I loved this 'trilogy' with Tom Peterson, he's such a good presenter and explainer, even for such complex topics and ideas. I hope we see more of him in the future, these content heavy videos are really interesting to say the least
Video & audio encoding (lossy) is absolutely wild with modern formats. Hats off to the people that came up with it & those that somehow still squeeze more out of it.
Every video with you and Tom is an absolute delight. Thank you all for the hard work to make these topics approachable. The passion from everyone involved really comes through and means a lot!
It is actually quite interesting to have someone, who is an engineer explain video compression, as someone that has recently learned about how it works on a technical level for my job.
I used to love when Anandtech and The Tech Report would post technical articles like this back in the day. I'm glad you guys are continuing this tradition on TH-cam.

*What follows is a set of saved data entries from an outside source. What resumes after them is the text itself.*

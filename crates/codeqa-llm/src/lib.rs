//! Embedding and generation gateways for codeqa.
//!
//! Both gateways sit behind the [`LlmProvider`] trait so the indexer and the
//! query engine can be driven by the real HTTP clients or by a test double.

pub mod any;
pub mod azure;
pub mod error;
pub mod http;
#[cfg(feature = "mock")]
pub mod mock;
pub mod openai;
pub mod provider;

pub use error::LlmError;
pub use provider::{LlmProvider, Message, Role};
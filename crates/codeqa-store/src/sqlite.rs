use std::path::Path;
use std::str::FromStr;

use sqlx::SqlitePool;
use sqlx::sqlite::{SqliteConnectOptions, SqlitePoolOptions};

use crate::error::VectorStoreError;
use crate::vector_store::{
    BoxFuture, ChunkMetadata, EmbeddingRecord, GetResult, QueryHit, VectorStore, rank_nearest,
};

/// Persistent local store backed by a single `SQLite` file.
///
/// Vectors are stored as little-endian `f32` blobs and searched by brute-force
/// cosine distance. Page order for [`VectorStore::get`] is insertion order.
#[derive(Debug, Clone)]
pub struct SqliteVectorStore {
    pool: SqlitePool,
}

impl SqliteVectorStore {
    /// Open (or create) the database at `path` and run migrations.
    ///
    /// Missing parent directories are created. `:memory:` opens a private
    /// in-memory database.
    ///
    /// # Errors
    ///
    /// Returns an error if the database cannot be opened or migrations fail.
    pub async fn open(path: &str) -> Result<Self, VectorStoreError> {
        let url = if path == ":memory:" {
            "sqlite::memory:".to_string()
        } else {
            if let Some(parent) = Path::new(path).parent()
                && !parent.as_os_str().is_empty()
            {
                tokio::fs::create_dir_all(parent)
                    .await
                    .map_err(|e| VectorStoreError::Connection(e.to_string()))?;
            }
            format!("sqlite:{path}?mode=rwc")
        };

        let opts = SqliteConnectOptions::from_str(&url)
            .map_err(|e| VectorStoreError::Connection(e.to_string()))?
            .create_if_missing(true)
            .foreign_keys(true)
            .journal_mode(sqlx::sqlite::SqliteJournalMode::Wal)
            .synchronous(sqlx::sqlite::SqliteSynchronous::Normal);

        // A pooled `:memory:` database is per-connection, so keep exactly one.
        let max_connections = if path == ":memory:" { 1 } else { 5 };
        let pool = SqlitePoolOptions::new()
            .max_connections(max_connections)
            .connect_with(opts)
            .await
            .map_err(|e| VectorStoreError::Connection(e.to_string()))?;

        sqlx::migrate!("./migrations")
            .run(&pool)
            .await
            .map_err(|e| VectorStoreError::Connection(format!("migration failed: {e}")))?;

        tracing::debug!(path, "opened sqlite vector store");
        Ok(Self { pool })
    }

    #[must_use]
    pub fn pool(&self) -> &SqlitePool {
        &self.pool
    }

    async fn dimension(&self, collection: &str) -> Result<Option<usize>, sqlx::Error> {
        let dim: Option<i64> =
            sqlx::query_scalar("SELECT dimension FROM collections WHERE name = ?")
                .bind(collection)
                .fetch_optional(&self.pool)
                .await?;
        Ok(dim.and_then(|d| usize::try_from(d).ok()))
    }
}

fn encode_vector(vector: &[f32]) -> Vec<u8> {
    vector.iter().flat_map(|x| x.to_le_bytes()).collect()
}

fn decode_vector(bytes: &[u8]) -> Result<Vec<f32>, VectorStoreError> {
    if bytes.len() % 4 != 0 {
        return Err(VectorStoreError::Serialization(format!(
            "vector blob length {} is not a multiple of 4",
            bytes.len()
        )));
    }
    Ok(bytes
        .chunks_exact(4)
        .map(|c| {
            let mut buf = [0u8; 4];
            buf.copy_from_slice(c);
            f32::from_le_bytes(buf)
        })
        .collect())
}

fn to_i64(value: u64) -> i64 {
    i64::try_from(value).unwrap_or(i64::MAX)
}

impl VectorStore for SqliteVectorStore {
    fn ensure_collection(
        &self,
        collection: &str,
        vector_size: u64,
    ) -> BoxFuture<'_, Result<(), VectorStoreError>> {
        let collection = collection.to_owned();
        Box::pin(async move {
            let dimension = usize::try_from(vector_size)
                .map_err(|e| VectorStoreError::Collection(e.to_string()))?;
            if let Some(existing) = self
                .dimension(&collection)
                .await
                .map_err(|e| VectorStoreError::Collection(e.to_string()))?
            {
                if existing != dimension {
                    return Err(VectorStoreError::DimensionMismatch {
                        expected: existing,
                        actual: dimension,
                    });
                }
                return Ok(());
            }
            sqlx::query("INSERT INTO collections (name, dimension) VALUES (?, ?)")
                .bind(&collection)
                .bind(to_i64(vector_size))
                .execute(&self.pool)
                .await
                .map_err(|e| VectorStoreError::Collection(e.to_string()))?;
            tracing::info!(collection = %collection, dimension, "created collection");
            Ok(())
        })
    }

    fn get(
        &self,
        collection: &str,
        limit: u64,
        offset: u64,
    ) -> BoxFuture<'_, Result<GetResult, VectorStoreError>> {
        let collection = collection.to_owned();
        Box::pin(async move {
            let rows: Vec<(String, String)> = sqlx::query_as(
                "SELECT chunk_id, source FROM embeddings \
                 WHERE collection = ? ORDER BY id LIMIT ? OFFSET ?",
            )
            .bind(&collection)
            .bind(to_i64(limit))
            .bind(to_i64(offset))
            .fetch_all(&self.pool)
            .await
            .map_err(|e| VectorStoreError::Scroll(e.to_string()))?;

            let mut page = GetResult::default();
            for (id, source) in rows {
                page.ids.push(id);
                page.metadatas.push(ChunkMetadata { source });
            }
            Ok(page)
        })
    }

    fn add(
        &self,
        collection: &str,
        records: Vec<EmbeddingRecord>,
    ) -> BoxFuture<'_, Result<(), VectorStoreError>> {
        let collection = collection.to_owned();
        Box::pin(async move {
            let dimension = self
                .dimension(&collection)
                .await
                .map_err(|e| VectorStoreError::Upsert(e.to_string()))?
                .ok_or_else(|| {
                    VectorStoreError::Upsert(format!("collection {collection} not found"))
                })?;
            if let Some(bad) = records.iter().find(|r| r.vector.len() != dimension) {
                return Err(VectorStoreError::DimensionMismatch {
                    expected: dimension,
                    actual: bad.vector.len(),
                });
            }

            let mut tx = self
                .pool
                .begin()
                .await
                .map_err(|e| VectorStoreError::Upsert(e.to_string()))?;
            for r in &records {
                sqlx::query(
                    "INSERT INTO embeddings (collection, chunk_id, document, source, vector) \
                     VALUES (?, ?, ?, ?, ?) \
                     ON CONFLICT(collection, chunk_id) DO UPDATE SET \
                     document = excluded.document, source = excluded.source, \
                     vector = excluded.vector",
                )
                .bind(&collection)
                .bind(&r.id)
                .bind(&r.document)
                .bind(&r.metadata.source)
                .bind(encode_vector(&r.vector))
                .execute(&mut *tx)
                .await
                .map_err(|e| VectorStoreError::Upsert(e.to_string()))?;
            }
            tx.commit()
                .await
                .map_err(|e| VectorStoreError::Upsert(e.to_string()))?;
            Ok(())
        })
    }

    fn query(
        &self,
        collection: &str,
        vector: Vec<f32>,
        n: u64,
    ) -> BoxFuture<'_, Result<Vec<QueryHit>, VectorStoreError>> {
        let collection = collection.to_owned();
        Box::pin(async move {
            let rows: Vec<(String, String, String, Vec<u8>)> = sqlx::query_as(
                "SELECT chunk_id, document, source, vector FROM embeddings \
                 WHERE collection = ? ORDER BY id",
            )
            .bind(&collection)
            .fetch_all(&self.pool)
            .await
            .map_err(|e| VectorStoreError::Search(e.to_string()))?;

            let mut candidates = Vec::with_capacity(rows.len());
            for (id, document, source, blob) in rows {
                candidates.push((id, document, ChunkMetadata { source }, decode_vector(&blob)?));
            }
            Ok(rank_nearest(&vector, candidates, n))
        })
    }

    fn delete(
        &self,
        collection: &str,
        ids: Vec<String>,
    ) -> BoxFuture<'_, Result<(), VectorStoreError>> {
        let collection = collection.to_owned();
        Box::pin(async move {
            if ids.is_empty() {
                return Ok(());
            }
            let mut tx = self
                .pool
                .begin()
                .await
                .map_err(|e| VectorStoreError::Delete(e.to_string()))?;
            for id in &ids {
                sqlx::query("DELETE FROM embeddings WHERE collection = ? AND chunk_id = ?")
                    .bind(&collection)
                    .bind(id)
                    .execute(&mut *tx)
                    .await
                    .map_err(|e| VectorStoreError::Delete(e.to_string()))?;
            }
            tx.commit()
                .await
                .map_err(|e| VectorStoreError::Delete(e.to_string()))?;
            Ok(())
        })
    }

    fn count(&self, collection: &str) -> BoxFuture<'_, Result<u64, VectorStoreError>> {
        let collection = collection.to_owned();
        Box::pin(async move {
            let count: i64 =
                sqlx::query_scalar("SELECT COUNT(*) FROM embeddings WHERE collection = ?")
                    .bind(&collection)
                    .fetch_one(&self.pool)
                    .await
                    .map_err(|e| VectorStoreError::Collection(e.to_string()))?;
            Ok(u64::try_from(count).unwrap_or(0))
        })
    }
}
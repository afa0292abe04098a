//! Chunk id schemes.

use std::path::{Component, Path};

use serde::{Deserialize, Serialize};

/// Length of the content hash suffix in `content` ids.
const HASH_PREFIX_LEN: usize = 16;

/// How chunk ids (and the `source` metadata) are derived.
#[derive(Debug, Clone, Copy, Default, PartialEq, Eq, Serialize, Deserialize)]
#[serde(rename_all = "lowercase")]
pub enum IdScheme {
    /// `{relative_path}:{index}:{blake3[..16]}`. Editing a chunk produces a new id
    /// and same-named files in different directories never collide.
    #[default]
    Content,
    /// `{file_name}_{index}`, compatible with stores written by earlier tools.
    Legacy,
}

impl IdScheme {
    /// Source label recorded for a file at `rel_path` (relative to the walk root).
    #[must_use]
    pub fn source_for(self, rel_path: &Path) -> String {
        match self {
            Self::Content => normalize_rel_path(rel_path),
            Self::Legacy => rel_path
                .file_name()
                .map(|n| n.to_string_lossy().into_owned())
                .unwrap_or_default(),
        }
    }

    /// Id of the `index`-th chunk of `source` with the given text.
    #[must_use]
    pub fn chunk_id(self, source: &str, index: usize, text: &str) -> String {
        match self {
            Self::Content => {
                let hash = blake3::hash(text.as_bytes()).to_hex();
                format!("{source}:{index}:{}", &hash.as_str()[..HASH_PREFIX_LEN])
            }
            Self::Legacy => format!("{source}_{index}"),
        }
    }
}

impl std::str::FromStr for IdScheme {
    type Err = String;

    fn from_str(s: &str) -> Result<Self, Self::Err> {
        match s.to_ascii_lowercase().as_str() {
            "content" => Ok(Self::Content),
            "legacy" => Ok(Self::Legacy),
            other => Err(format!("unknown id scheme: {other}")),
        }
    }
}

/// Join path components with `/` regardless of platform.
fn normalize_rel_path(path: &Path) -> String {
    path.components()
        .filter_map(|c| match c {
            Component::Normal(part) => Some(part.to_string_lossy()),
            _ => None,
        })
        .collect::<Vec<_>>()
        .join("/")
}
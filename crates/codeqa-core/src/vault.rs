use std::fmt;
use std::future::Future;
use std::pin::Pin;

use serde::Deserialize;

pub type SecretFuture<'a> =
    Pin<Box<dyn Future<Output = anyhow::Result<Option<String>>> + Send + 'a>>;

/// API key that never shows up in logs or `Debug` output.
#[derive(Clone, Deserialize)]
#[serde(transparent)]
pub struct Secret(String);

impl Secret {
    pub fn new(value: impl Into<String>) -> Self {
        Self(value.into())
    }

    #[must_use]
    pub fn expose(&self) -> &str {
        &self.0
    }
}

impl fmt::Debug for Secret {
    fn fmt(&self, f: &mut fmt::Formatter<'_>) -> fmt::Result {
        f.write_str("[REDACTED]")
    }
}

impl fmt::Display for Secret {
    fn fmt(&self, f: &mut fmt::Formatter<'_>) -> fmt::Result {
        fmt::Debug::fmt(self, f)
    }
}

/// Source of API keys.
pub trait VaultProvider: Send + Sync {
    fn get_secret(&self, key: &str) -> SecretFuture<'_>;

    /// Look `keys` up in order and return the first one that is set.
    fn first_secret<'a>(&'a self, keys: &'a [&'a str]) -> SecretFuture<'a> {
        Box::pin(async move {
            for key in keys {
                if let Some(value) = self.get_secret(key).await? {
                    tracing::debug!(key, "secret resolved");
                    return Ok(Some(value));
                }
            }
            Ok(None)
        })
    }
}

/// Reads keys from the process environment. Empty values count as unset.
pub struct EnvVaultProvider;

impl VaultProvider for EnvVaultProvider {
    fn get_secret(&self, key: &str) -> SecretFuture<'_> {
        let value = std::env::var(key).ok().filter(|v| !v.is_empty());
        Box::pin(async move { Ok(value) })
    }
}

#[cfg(test)]
#[derive(Default)]
pub struct MockVaultProvider(std::collections::HashMap<String, String>);

#[cfg(test)]
impl<'a> FromIterator<(&'a str, &'a str)> for MockVaultProvider {
    fn from_iter<I: IntoIterator<Item = (&'a str, &'a str)>>(iter: I) -> Self {
        Self(
            iter.into_iter()
                .map(|(k, v)| (k.to_owned(), v.to_owned()))
                .collect(),
        )
    }
}

#[cfg(test)]
impl VaultProvider for MockVaultProvider {
    fn get_secret(&self, key: &str) -> SecretFuture<'_> {
        let value = self.0.get(key).cloned();
        Box::pin(async move { Ok(value) })
    }
}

The YUV explanation is wrong! The 4:4:4, 4:2:2 and 4:2:0 does NOT mean the amount of bits you take for luma and chroma, it represents the downscaling factor of the chrominance plains regarding the luminance plain. The least bad way to explain it would be to say that the first number is the number of columns, the second is the number of chroma samples in the first row and the third number is the number of samples in the second row. E.g., 4:2:2 means that for every 4 luma samples you get 2 chroma samples in both rows, so basically 2:1 compression for the chroma plain. 4:2:0 means that you get 2 chroma samples in the first row and 0 for the second, so basically 1 chroma sample per 4 luma samples (or 4:1 compression for chroma plains). But ANY of these values are typically encoded using 8, 10 or 12 bits each!!! So this has nothing to do with the bits per pixel, but how much chrominance and luminance values you store per pixel.
I really enjoy these conversations with Tom. Most of it is way over my head but it does give me some insight into what is happening behind the scenes. Thanks for these enlightening videos.
This not just interesting but super helpful on learning how encoding/decoding works under the hood. Tom's explanation on colorspace is very easy to understand and perhaps miles better than any text articles do.
I don't understand half of them, and I barely understand the other, but these are easily some of the best videos on the channel (and the rest are great). Tom is singlehandedly carrying my perception of Intel
I've ALWAYS wanted to know how a service like TH-cam can exist, how so much DATA can be just sit there piling on servers. This can maybe answer some of that!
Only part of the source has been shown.